(Collected data)
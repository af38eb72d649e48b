use engine::{Ledger, report};

const USER: u64 = 42;

#[test]
fn category_view_lists_id_amount_description() {
    let mut ledger = Ledger::new();
    let id = ledger.add(USER, 12.5, "food", "lunch", None);
    ledger.add(USER, 3.0, "bar", "coffee", None);

    let view = report::category_view("food", &ledger.by_category(USER, "food"));
    assert!(view.starts_with("Expenses for category food:\n\n"));
    assert!(view.contains(&format!("ID: {id}, Amount: 12.5, Description: lunch")));
    assert!(!view.contains("coffee"));
}

#[test]
fn category_view_none_found_is_distinct_from_no_expenses() {
    let mut ledger = Ledger::new();
    ledger.add(USER, 3.0, "bar", "coffee", None);

    let view = report::category_view("food", &ledger.by_category(USER, "food"));
    assert_eq!(view, "No expenses found for category food.");
}

#[test]
fn month_view_includes_the_category_column() {
    let mut ledger = Ledger::new();
    let id = ledger.add(USER, 12.5, "food", "lunch", None);
    let period = ledger.expenses(USER)[0].period.clone();

    let view = report::month_view(&period, &ledger.by_month(USER, &period));
    assert!(view.starts_with(&format!("Expenses for {period}:\n\n")));
    assert!(view.contains(&format!(
        "ID: {id}, Amount: 12.5, Category: food, Description: lunch"
    )));
}

#[test]
fn month_view_none_found_names_the_period() {
    let ledger = Ledger::new();
    let view = report::month_view("2024-05", &ledger.by_month(USER, "2024-05"));
    assert_eq!(view, "No expenses found for 2024-05.");
}

#[test]
fn monthly_report_sums_per_category_within_a_period() {
    let mut ledger = Ledger::new();
    ledger.add(USER, 50.0, "food", "lunch", None);
    ledger.add(USER, 30.0, "food", "dinner", None);

    let text = report::monthly_report(ledger.expenses(USER));
    assert!(text.starts_with("Monthly Expense Report:\n\n"));
    assert_eq!(text.matches("Month: ").count(), 1);
    assert!(text.contains("food: 80\n"));
}

#[test]
fn monthly_report_keeps_first_encountered_category_order() {
    let mut ledger = Ledger::new();
    ledger.add(USER, 10.0, "transport", "bus", None);
    ledger.add(USER, 50.0, "food", "lunch", None);
    ledger.add(USER, 5.0, "transport", "tram", None);

    let text = report::monthly_report(ledger.expenses(USER));
    let transport = text.find("transport: 15").unwrap();
    let food = text.find("food: 50").unwrap();
    assert!(transport < food);
}

#[test]
fn limits_view_lists_pairs_in_insertion_order() {
    let mut ledger = Ledger::new();
    ledger.set_limit("food", 40.0);
    ledger.set_limit("bar", 15.5);

    let view = report::limits_view(ledger.limits());
    assert_eq!(view, "Current category limits:\nfood: 40\nbar: 15.5\n");
}

#[test]
fn limits_view_reports_none_set() {
    let ledger = Ledger::new();
    assert_eq!(report::limits_view(ledger.limits()), "No category limits set.");
}
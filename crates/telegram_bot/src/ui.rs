//! Reply keyboard shown on /start.

use teloxide::types::{KeyboardButton, KeyboardMarkup};

pub(crate) fn command_keyboard() -> KeyboardMarkup {
    let rows = [
        ["/add", "/addrecurring"],
        ["/delete", "/total"],
        ["/category", "/month"],
        ["/report", "/setlimit"],
        ["/limits", "/clear"],
        ["/export", "/help"],
    ];

    KeyboardMarkup::new(
        rows.iter()
            .map(|row| row.iter().map(|label| KeyboardButton::new(*label))),
    )
    .resize_keyboard()
}
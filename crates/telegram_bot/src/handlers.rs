//! Teloxide endpoint: bridges Telegram updates to the command router.

use teloxide::{
    prelude::*,
    types::{InputFile, User},
};

use crate::{
    ConfigParameters,
    router::{self, Reply},
    ui,
};

pub(crate) async fn handle_message(
    bot: Bot,
    msg: Message,
    cfg: ConfigParameters,
) -> ResponseResult<()> {
    if !is_allowed(&cfg, msg.from.as_ref()) {
        return Ok(());
    }
    let Some(from) = msg.from.as_ref() else {
        return Ok(());
    };
    let Some(text) = msg.text() else {
        return Ok(());
    };
    let user_id = from.id.0;

    // Both locks are held across the whole dispatch, so each inbound
    // command is handled to completion before the next one touches the
    // ledger or the dialogue state.
    let replies = {
        let mut ledger = cfg.ledger.lock().await;
        let mut dialogues = cfg.dialogues.lock().await;
        router::dispatch(&mut ledger, &mut dialogues, user_id, text)
    };

    for reply in replies {
        match reply {
            Reply::Text(text) => {
                bot.send_message(msg.chat.id, text).await?;
            }
            Reply::Menu(text) => {
                bot.send_message(msg.chat.id, text)
                    .reply_markup(ui::command_keyboard())
                    .await?;
            }
            Reply::Document { file_name, bytes } => {
                bot.send_document(msg.chat.id, InputFile::memory(bytes).file_name(file_name))
                    .await?;
            }
        }
    }

    Ok(())
}

fn is_allowed(cfg: &ConfigParameters, from: Option<&User>) -> bool {
    let Some(from) = from else {
        return false;
    };
    match &cfg.allowed_users {
        None => true,
        Some(ids) => ids.contains(&from.id),
    }
}
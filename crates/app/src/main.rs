use telegram_bot::UserId;

mod settings;

#[tokio::main]
async fn main() -> Result<(), Box<dyn std::error::Error + Send + Sync>> {
    let settings = settings::Settings::new()?;

    tracing_subscriber::fmt()
        .with_env_filter(format!(
            "registro={level},telegram_bot={level},engine={level}",
            level = settings.app.level
        ))
        .init();

    let allowed_users: Vec<UserId> = settings
        .telegram
        .allowed_users
        .iter()
        .copied()
        .map(UserId)
        .collect();

    let bot = telegram_bot::Bot::builder()
        .token(&settings.telegram.token)
        .allowed_users(allowed_users)
        .build();

    tracing::info!("Expense tracker bot starting");
    bot.run().await;

    Ok(())
}
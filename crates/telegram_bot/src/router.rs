//! Transport-free command dispatch.
//!
//! One inbound message becomes zero or more replies. The router owns
//! the command-to-operation mapping and the dialogue lifecycle; it
//! knows nothing about Telegram. Single-shot commands and completed
//! dialogues funnel into the same commit helpers, so both shapes
//! produce identical confirmations and limit warnings.

use std::collections::HashMap;

use engine::{Ledger, period_key, report};

use crate::{
    commands::{self, Command, CommandError},
    state::{Dialogue, DialogueStep},
};

const NO_EXPENSES: &str = "You have no recorded expenses.";

/// One outbound message.
#[derive(Clone, Debug, PartialEq)]
pub(crate) enum Reply {
    Text(String),
    /// Text delivered together with the command keyboard.
    Menu(String),
    /// File artifact, handed to the transport as an in-memory document.
    Document { file_name: String, bytes: Vec<u8> },
}

/// Handle one inbound message for `user_id` and return the replies in
/// sending order. An empty vector means the message is ignored
/// (non-command text outside a dialogue).
pub(crate) fn dispatch(
    ledger: &mut Ledger,
    dialogues: &mut HashMap<u64, Dialogue>,
    user_id: u64,
    text: &str,
) -> Vec<Reply> {
    let command = commands::parse_command(text);

    // A pending dialogue consumes free text. A command aborts it first:
    // /cancel silently, anything else with a notice before the command
    // itself is processed.
    if let Some(dialogue) = dialogues.remove(&user_id) {
        match command {
            None => return advance_dialogue(ledger, dialogues, user_id, dialogue, text),
            Some(Command::Cancel) => {
                tracing::info!("User {user_id} cancelled the current operation");
                return vec![text_reply("Operation cancelled.")];
            }
            Some(command) => {
                tracing::info!("User {user_id} aborted a dialogue by sending another command");
                let mut replies = vec![text_reply("Operation cancelled.")];
                replies.extend(handle_command(ledger, dialogues, user_id, command));
                return replies;
            }
        }
    }

    match command {
        Some(command) => handle_command(ledger, dialogues, user_id, command),
        None => Vec::new(),
    }
}

fn handle_command(
    ledger: &mut Ledger,
    dialogues: &mut HashMap<u64, Dialogue>,
    user_id: u64,
    command: Command,
) -> Vec<Reply> {
    match command {
        Command::Start => {
            tracing::info!("User {user_id} started the bot");
            vec![Reply::Menu(
                "Welcome to the Expense Tracker Bot!".to_string(),
            )]
        }
        Command::Help => {
            tracing::info!("User {user_id} requested help");
            vec![text_reply(help_text())]
        }
        Command::Add { args } if args.is_empty() => {
            start_dialogue(dialogues, user_id, Dialogue::start_expense())
        }
        Command::Add { args } => match commands::parse_add(&args) {
            Ok(add) => commit_add(ledger, user_id, add),
            Err(err) => usage_reply(user_id, "/add", err),
        },
        Command::AddRecurring { args } if args.is_empty() => {
            start_dialogue(dialogues, user_id, Dialogue::start_recurring())
        }
        Command::AddRecurring { args } => match commands::parse_add_recurring(&args) {
            Ok(add) => commit_add(ledger, user_id, add),
            Err(err) => usage_reply(user_id, "/addrecurring", err),
        },
        Command::SetLimit { args } if args.is_empty() => {
            start_dialogue(dialogues, user_id, Dialogue::start_limit())
        }
        Command::SetLimit { args } => match commands::parse_set_limit(&args) {
            Ok((category, limit)) => commit_limit(ledger, user_id, category, limit),
            Err(err) => usage_reply(user_id, "/setlimit", err),
        },
        Command::Delete { args } => match commands::parse_delete(&args) {
            Ok(expense_id) => delete_expense(ledger, user_id, expense_id),
            Err(err) => usage_reply(user_id, "/delete", err),
        },
        Command::Total => match ledger.total(user_id) {
            Some(total) => {
                tracing::info!("User {user_id} viewed total expenses: {total}");
                vec![text_reply(format!("Your total expenses: {total}"))]
            }
            None => empty_state(user_id, "view total expenses"),
        },
        Command::Category { args } => match commands::parse_category(&args) {
            Ok(category) => {
                if !ledger.contains_user(user_id) {
                    return empty_state(user_id, "view category expenses");
                }
                tracing::info!("User {user_id} viewed expenses for category {category}");
                let records = ledger.by_category(user_id, category);
                vec![text_reply(report::category_view(category, &records))]
            }
            Err(err) => usage_reply(user_id, "/category", err),
        },
        Command::Month { args } => match commands::parse_month(&args) {
            Ok((month, year)) => {
                if !ledger.contains_user(user_id) {
                    return empty_state(user_id, "view month expenses");
                }
                let period = period_key(year, month);
                tracing::info!("User {user_id} viewed expenses for month {period}");
                let records = ledger.by_month(user_id, &period);
                vec![text_reply(report::month_view(&period, &records))]
            }
            Err(err) => usage_reply(user_id, "/month", err),
        },
        Command::Clear => {
            if !ledger.contains_user(user_id) {
                return empty_state(user_id, "clear expenses");
            }
            ledger.clear(user_id);
            tracing::info!("User {user_id} cleared all expenses");
            vec![text_reply("All expenses cleared.")]
        }
        Command::Report => {
            if !ledger.contains_user(user_id) {
                return empty_state(user_id, "generate a report");
            }
            tracing::info!("User {user_id} generated an expense report");
            vec![text_reply(report::monthly_report(ledger.expenses(user_id)))]
        }
        Command::Limits => {
            tracing::info!("User {user_id} viewed category limits");
            vec![text_reply(report::limits_view(ledger.limits()))]
        }
        Command::Export => {
            if !ledger.contains_user(user_id) {
                return empty_state(user_id, "export expenses");
            }
            match ledger.export_csv(user_id) {
                Ok(bytes) => {
                    tracing::info!("User {user_id} exported expenses");
                    vec![Reply::Document {
                        file_name: format!("expenses_{user_id}.csv"),
                        bytes,
                    }]
                }
                Err(err) => {
                    tracing::error!("CSV export failed for user {user_id}: {err}");
                    vec![text_reply("Failed to export expenses. Try again later!")]
                }
            }
        }
        Command::Cancel => {
            // No dialogue pending; dispatch() already handled the other case.
            vec![text_reply("No operation in progress.")]
        }
        Command::Unknown => {
            tracing::warn!("User {user_id} sent an unknown command");
            vec![text_reply(
                "Sorry, I didn't understand that command. Use /help to see available commands.",
            )]
        }
    }
}

fn advance_dialogue(
    ledger: &mut Ledger,
    dialogues: &mut HashMap<u64, Dialogue>,
    user_id: u64,
    dialogue: Dialogue,
    input: &str,
) -> Vec<Reply> {
    match dialogue.advance(input) {
        DialogueStep::Next(next, prompt) => {
            dialogues.insert(user_id, next);
            vec![text_reply(prompt)]
        }
        DialogueStep::CommitExpense {
            amount,
            category,
            description,
            frequency,
        } => commit_add(
            ledger,
            user_id,
            commands::AddArgs {
                amount,
                category,
                description,
                frequency,
            },
        ),
        DialogueStep::CommitLimit { category, amount } => {
            commit_limit(ledger, user_id, &category, amount)
        }
        DialogueStep::InvalidAmount => {
            tracing::error!("User {user_id} provided an invalid amount, dialogue aborted");
            vec![text_reply("Invalid amount format. Operation cancelled.")]
        }
    }
}

/// The single commit point for both command shapes.
fn commit_add(ledger: &mut Ledger, user_id: u64, add: commands::AddArgs) -> Vec<Reply> {
    let commands::AddArgs {
        amount,
        category,
        description,
        frequency,
    } = add;

    let id = ledger.add(user_id, amount, &category, &description, frequency.as_deref());

    let confirmation = match &frequency {
        Some(frequency) => {
            tracing::info!("User {user_id} added a recurring expense {id}");
            format!(
                "Recurring expense of {amount} for {description} in category {category} \
                 added with frequency {frequency}."
            )
        }
        None => {
            tracing::info!("User {user_id} added an expense {id}");
            format!("Expense of {amount} for {description} in category {category} added.")
        }
    };

    let mut replies = vec![Reply::Text(confirmation)];
    if ledger.exceeds_limit(&category, amount) {
        tracing::warn!("User {user_id} exceeded the limit for category {category}");
        replies.push(text_reply(format!(
            "Warning: Expense exceeds the limit for category {category}!"
        )));
    }
    replies
}

fn commit_limit(ledger: &mut Ledger, user_id: u64, category: &str, limit: f64) -> Vec<Reply> {
    ledger.set_limit(category, limit);
    tracing::info!("User {user_id} set a limit of {limit} for category {category}");
    vec![text_reply(format!(
        "Limit for category {category} set to {limit}."
    ))]
}

fn delete_expense(ledger: &mut Ledger, user_id: u64, expense_id: &str) -> Vec<Reply> {
    if !ledger.contains_user(user_id) {
        return empty_state(user_id, "delete an expense");
    }
    if ledger.delete(user_id, expense_id) {
        tracing::info!("User {user_id} deleted expense {expense_id}");
        vec![text_reply(format!("Expense with ID {expense_id} deleted."))]
    } else {
        tracing::warn!("User {user_id} tried to delete non-existent expense {expense_id}");
        vec![text_reply(format!(
            "Expense with ID {expense_id} not found."
        ))]
    }
}

fn start_dialogue(
    dialogues: &mut HashMap<u64, Dialogue>,
    user_id: u64,
    (dialogue, prompt): (Dialogue, &'static str),
) -> Vec<Reply> {
    dialogues.insert(user_id, dialogue);
    vec![text_reply(prompt)]
}

fn empty_state(user_id: u64, action: &str) -> Vec<Reply> {
    tracing::warn!("User {user_id} tried to {action} but has no recorded expenses");
    vec![text_reply(NO_EXPENSES)]
}

fn usage_reply(user_id: u64, command: &str, err: CommandError) -> Vec<Reply> {
    tracing::error!("User {user_id} provided invalid arguments for {command} command");
    vec![text_reply(err.to_string())]
}

fn text_reply(text: impl Into<String>) -> Reply {
    Reply::Text(text.into())
}

fn help_text() -> &'static str {
    "Available commands:\n\
     /add <amount> <category> <description> - Add an expense\n\
     /addrecurring <amount> <category> <description> <frequency> - Add a recurring expense\n\
     /delete <expense_id> - Delete an expense\n\
     /total - Get total of all expenses\n\
     /category <category> - View expenses for a specific category\n\
     /month <month> <year> - View expenses for a specific month\n\
     /clear - Clear all expenses\n\
     /report - Generate a monthly expense report\n\
     /setlimit <category> <limit> - Set a limit for a category\n\
     /limits - View current limits for each category\n\
     /export - Export your expenses as a CSV file\n\
     /cancel - Cancel the operation in progress"
}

**What is being asked:**
Pull every line holding "main" out of the records.

**Expected output:**
filename crates/app/src/main.rs
#[tokio::main]
async fn main() -> Result<(), Box<dyn std::error::Error + Send + Sync>> {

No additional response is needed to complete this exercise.